Rotationsprinzip, Aufnahmestopp, Losverfahren: Die Lebensmittel-Tafeln gehen mit dem großen Andrang unterschiedlich um.

Einkaufstrolleys vor Essener Tafel Foto: dpa

BERLIN taz | Die alte Dame war geschminkt und gut gekleidet, als sie an einer Ausgabestelle der Tafel in Hamburg auftauchte. „Die Frau berichtete mir, seit dem Tod ihres Mannes 60 bis 70 Prozent ihrer Witwenrente für die Miete zahlen zu müssen“, erzählt Christian Tack, Geschäftsführer der Hamburger Tafel. „Also blieb ihr kaum noch Geld zum Leben.“ Daher wagte sich die alte Dame zur Tafel, wo sie genauso wie Hartz-IV-EmpfängerInnen und Asylsuchende einmal in der Woche gespendetes Obst und Gemüse und Backwaren für den eigenen Haushalt abholen konnte.

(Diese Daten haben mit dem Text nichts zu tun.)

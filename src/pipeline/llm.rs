//! Chat-completion calls: one system message, one user message, text back.
//!
//! Both model stages go through [`CompletionBackend`], a narrow
//! seam over `edgequake_llm::LLMProvider`. Production code wraps a provider in
//! [`ProviderBackend`]; tests substitute [`crate::testing::ScriptedBackend`].
//! Prompt wording lives in [`crate::prompts`]; nothing here knows which stage
//! is calling.
//!
//! No retries: a failed call is reported once and the caller decides whether
//! it is fatal (HTML stage) or recoverable (structuring stage).

use crate::config::PipelineConfig;
use crate::error::Notes2PdfError;
use async_trait::async_trait;
use edgequake_llm::{ChatMessage, CompletionOptions, LLMProvider};
use std::sync::Arc;
use std::time::Instant;
use tokio::time::{timeout, Duration};
use tracing::debug;

/// A system + user prompt pair.
#[derive(Debug, Clone, PartialEq, Eq)]
pub struct Prompt {
    pub system: String,
    pub user: String,
}

/// Text returned by a completion, plus token accounting.
#[derive(Debug, Clone, Default, PartialEq, Eq)]
pub struct Completion {
    pub content: String,
    pub prompt_tokens: u64,
    pub completion_tokens: u64,
}

/// Sampling settings forwarded to the provider.
#[derive(Debug, Clone, Copy, PartialEq)]
pub struct CompletionSettings {
    pub temperature: f32,
    pub max_tokens: Option<usize>,
}

impl CompletionSettings {
    pub fn from_config(config: &PipelineConfig) -> Self {
        Self {
            temperature: config.temperature,
            max_tokens: config.max_tokens,
        }
    }
}

/// Anything that can answer a single-turn chat completion.
#[async_trait]
pub trait CompletionBackend: Send + Sync {
    /// Run one completion. Errors are returned as display strings; the
    /// stages map them onto their own error types.
    async fn complete(
        &self,
        prompt: &Prompt,
        settings: &CompletionSettings,
    ) -> Result<Completion, String>;

    /// Human-readable identity for logs ("openai/gpt-4o-mini").
    fn describe(&self) -> String {
        "completion backend".to_string()
    }
}

/// [`CompletionBackend`] over an `edgequake_llm` provider.
#[derive(Clone)]
pub struct ProviderBackend {
    provider: Arc<dyn LLMProvider>,
    label: String,
}

impl ProviderBackend {
    pub fn new(provider: Arc<dyn LLMProvider>, label: impl Into<String>) -> Self {
        Self {
            provider,
            label: label.into(),
        }
    }
}

#[async_trait]
impl CompletionBackend for ProviderBackend {
    async fn complete(
        &self,
        prompt: &Prompt,
        settings: &CompletionSettings,
    ) -> Result<Completion, String> {
        let messages = vec![
            ChatMessage::system(prompt.system.as_str()),
            ChatMessage::user(prompt.user.as_str()),
        ];
        let options = build_options(settings);
        let response = self
            .provider
            .chat(&messages, Some(&options))
            .await
            .map_err(|e| e.to_string())?;
        Ok(Completion {
            content: response.content,
            prompt_tokens: response.prompt_tokens as u64,
            completion_tokens: response.completion_tokens as u64,
        })
    }

    fn describe(&self) -> String {
        self.label.clone()
    }
}

/// Run one completion with the config's settings and optional timeout.
///
/// `stage` names the caller in logs and in [`Notes2PdfError::LlmTimeout`].
pub async fn run_completion(
    backend: &dyn CompletionBackend,
    prompt: &Prompt,
    config: &PipelineConfig,
    stage: &'static str,
) -> Result<Completion, Notes2PdfError> {
    let start = Instant::now();
    let settings = CompletionSettings::from_config(config);
    let call = backend.complete(prompt, &settings);

    let result = match config.api_timeout_secs {
        Some(secs) => timeout(Duration::from_secs(secs), call)
            .await
            .map_err(|_| Notes2PdfError::LlmTimeout { stage, secs })?,
        None => call.await,
    };

    let completion = result.map_err(|message| Notes2PdfError::LlmApiError { message })?;
    debug!(
        "{}: {} input tokens, {} output tokens, {:?} via {}",
        stage,
        completion.prompt_tokens,
        completion.completion_tokens,
        start.elapsed(),
        backend.describe()
    );
    Ok(completion)
}

/// Build `CompletionOptions` from the sampling settings.
fn build_options(settings: &CompletionSettings) -> CompletionOptions {
    CompletionOptions {
        temperature: Some(settings.temperature),
        max_tokens: settings.max_tokens,
        ..Default::default()
    }
}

Die Kundschaft der Tafeln sei „heterogen“, erklärte am Montag Jochen Brühl, Vorsitzender des Bundesverbandes Tafel Deutschland anlässlich des 25-jährigen Jubiläums des Dachverbands. Er legte neue Zahlen vor, nach denen etwa ein Viertel der Kunden der Tafeln Menschen im Rentenalter sind, ein Viertel sind Asylsuchende und etwas weniger als die Hälfte Haushalte im Bezug von Hartz IV. 1,5 Millionen Menschen kommen regelmäßig, also meist einmal wöchentlich zu einer Ausgabestelle, wo es für eine Schutzgebühr von einem Euro die gespendeten Lebensmittel von Supermärkten und Lebensmittelproduzenten gibt.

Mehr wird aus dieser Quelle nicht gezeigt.